The faithful Tis, however, was awaiting them, though since he had fastened Arion by a rope long enough to permit the animal to graze on the weeds in the Slaves’ Burial-ground it was clear he was ready to wait patiently for some time. But it was from Arion’s obvious restlessness and excited expectancy, to be seen in every turn of his finely-moulded head and every arching of his proud though mutilated neck, that Tis, who knew the instincts of animals as well as Odysseus knew the instincts of men, had guessed that some mysterious vibration existing between these two semi-godlike creatures had already begun to inform Arion of the near arrival of Pegasos.

When they actually did meet, their re-encounter would have delighted Nisos, and he would have observed with relief that each of them had now ceased to leave on the ground any trail of blood-stained ichor. The immediate witnesses of the scene however were too taken up with their own affairs to notice the condition of the pair of animals who were led off by Tis. He led them quite quietly and naturally to a shed adjoining the one devoted to Babba.

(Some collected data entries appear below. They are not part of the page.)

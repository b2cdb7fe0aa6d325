//! Engine configuration.
//!
//! Risk parameters are fixed when an engine is constructed. They default to
//! the values in `utils::constants` and can be loaded from JSON. The
//! fixed-point scale is not configurable: health factors and prices always
//! use `PRECISION`.

use serde::{Deserialize, Serialize};
use std::path::Path;

use crate::error::{Error, Result};
use crate::utils::constants::*;

// ═══════════════════════════════════════════════════════════════════════════════
// ENGINE CONFIGURATION
// ═══════════════════════════════════════════════════════════════════════════════

/// Risk and bookkeeping parameters of an engine instance
#[derive(Debug, Clone, PartialEq, Eq, Serialize, Deserialize)]
#[serde(default, deny_unknown_fields)]
pub struct EngineConfig {
    /// Engine version
    pub version: String,

    /// Share of collateral value counted toward the safety margin,
    /// over `liquidation_precision` (50/100 = 200% overcollateralization)
    pub liquidation_threshold: u128,

    /// Liquidator reward over `liquidation_precision`
    pub liquidation_bonus: u128,

    /// Denominator of threshold and bonus
    pub liquidation_precision: u128,

    /// Health factor below which a position is unsafe
    pub min_health_factor: u128,

    /// Maximum age of a price round in seconds
    pub max_price_staleness_secs: u64,

    /// Events retained in the engine's log
    pub max_events: usize,
}

impl Default for EngineConfig {
    fn default() -> Self {
        Self {
            version: env!("CARGO_PKG_VERSION").to_string(),
            liquidation_threshold: LIQUIDATION_THRESHOLD,
            liquidation_bonus: LIQUIDATION_BONUS,
            liquidation_precision: LIQUIDATION_PRECISION,
            min_health_factor: MIN_HEALTH_FACTOR,
            max_price_staleness_secs: MAX_PRICE_STALENESS_SECS,
            max_events: DEFAULT_MAX_EVENTS,
        }
    }
}

impl EngineConfig {
    /// Override the liquidation threshold
    pub fn with_threshold(mut self, threshold: u128) -> Self {
        self.liquidation_threshold = threshold;
        self
    }

    /// Override the liquidation bonus
    pub fn with_bonus(mut self, bonus: u128) -> Self {
        self.liquidation_bonus = bonus;
        self
    }

    /// Override the event retention
    pub fn with_max_events(mut self, max_events: usize) -> Self {
        self.max_events = max_events;
        self
    }

    /// Validate parameters are consistent
    pub fn validate(&self) -> Result<()> {
        fn invalid(name: &str, reason: &str) -> Error {
            Error::InvalidParameter {
                name: name.into(),
                reason: reason.into(),
            }
        }

        if self.liquidation_precision == 0 {
            return Err(invalid("liquidation_precision", "must be greater than zero"));
        }
        if self.liquidation_threshold == 0 || self.liquidation_threshold > self.liquidation_precision {
            return Err(invalid(
                "liquidation_threshold",
                "must be in (0, liquidation_precision]",
            ));
        }
        if self.liquidation_bonus >= self.liquidation_precision {
            return Err(invalid("liquidation_bonus", "must be below liquidation_precision"));
        }
        if self.min_health_factor == 0 {
            return Err(invalid("min_health_factor", "must be greater than zero"));
        }
        if self.max_price_staleness_secs == 0 {
            return Err(invalid("max_price_staleness_secs", "must be greater than zero"));
        }
        if self.max_events == 0 {
            return Err(invalid("max_events", "must be greater than zero"));
        }
        Ok(())
    }

    // ═══════════════════════════════════════════════════════════════════════════
    // LOADING
    // ═══════════════════════════════════════════════════════════════════════════

    /// Parse and validate a JSON document; missing fields take defaults
    pub fn from_json_str(json: &str) -> Result<Self> {
        let config: Self =
            serde_json::from_str(json).map_err(|e| Error::Config(e.to_string()))?;
        config.validate()?;
        Ok(config)
    }

    /// Load and validate a JSON file
    pub fn load(path: &Path) -> Result<Self> {
        let content = std::fs::read_to_string(path)
            .map_err(|e| Error::Config(format!("{}: {}", path.display(), e)))?;
        Self::from_json_str(&content)
    }

    /// Serialize to pretty JSON
    pub fn to_json(&self) -> Result<String> {
        serde_json::to_string_pretty(self).map_err(|e| Error::Serialization(e.to_string()))
    }
}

Babba herself, whose private affairs were less absorbing than those of any of the persons dismounting from the back of Pegasos, instantaneously thrust her horns through the wooden partition separating the two horses from herself, and then, hurriedly withdrawing these finely curved objects from the neat apertures they had made, proceeded to arrange her beautifully flapping ears so as to catch every faintest overtone and undertone of the thoughts and feelings that these unusual visitors exchanged between themselves.

But satisfactory as it was to an amiable and easy-going cow like Babba to have the distraction, though she could only understand half of what she heard, of listening to something that did at least make her forget the passing discomfort of waiting with full udders the time of her milking, it was a mild satisfaction compared with the pleasure Okyrhöe derived from talking to Arsinöe. The woman listened to every word Arsinöe uttered, to every sigh Arsinöe sighed. Nor was there any shade of seduction, whether frightening or reassuring, whether cajoling or propitiating, that she did not practise on her sister-handmaid from Priam’s court.

She had Arsinöe just now entirely to herself, for Odysseus had gone off with Zeuks to present that unusual cattle-dealer, as a queer specimen of an island farmer, to their old family-nurse, Eurycleia. Time and place and circumstance therefore all played into Okyrhöe’s hands and she threw such a thrilling intensity into what she was doing that she would have taken Arsinöe completely by storm if the latter had not possessed her own secret loyalties: but even these were troubled and shaken; for the girl accepted without question — being all the while herself the hero’s child — the grotesque lie that Okyrhöe was a daughter of Hector. “You have the very look of his eyes!” Arsinöe cried. As a matter of fact even while she was uttering this ridiculous cry, and very largely because of the honest vehemence with which she uttered it, this impassioned carver of the features she had idealized from childhood, in complete ignorance of her blood-relationship to their possessor, not only revealed their outlines in her own face but imagined she found them where in reality there wasn’t a trace of them.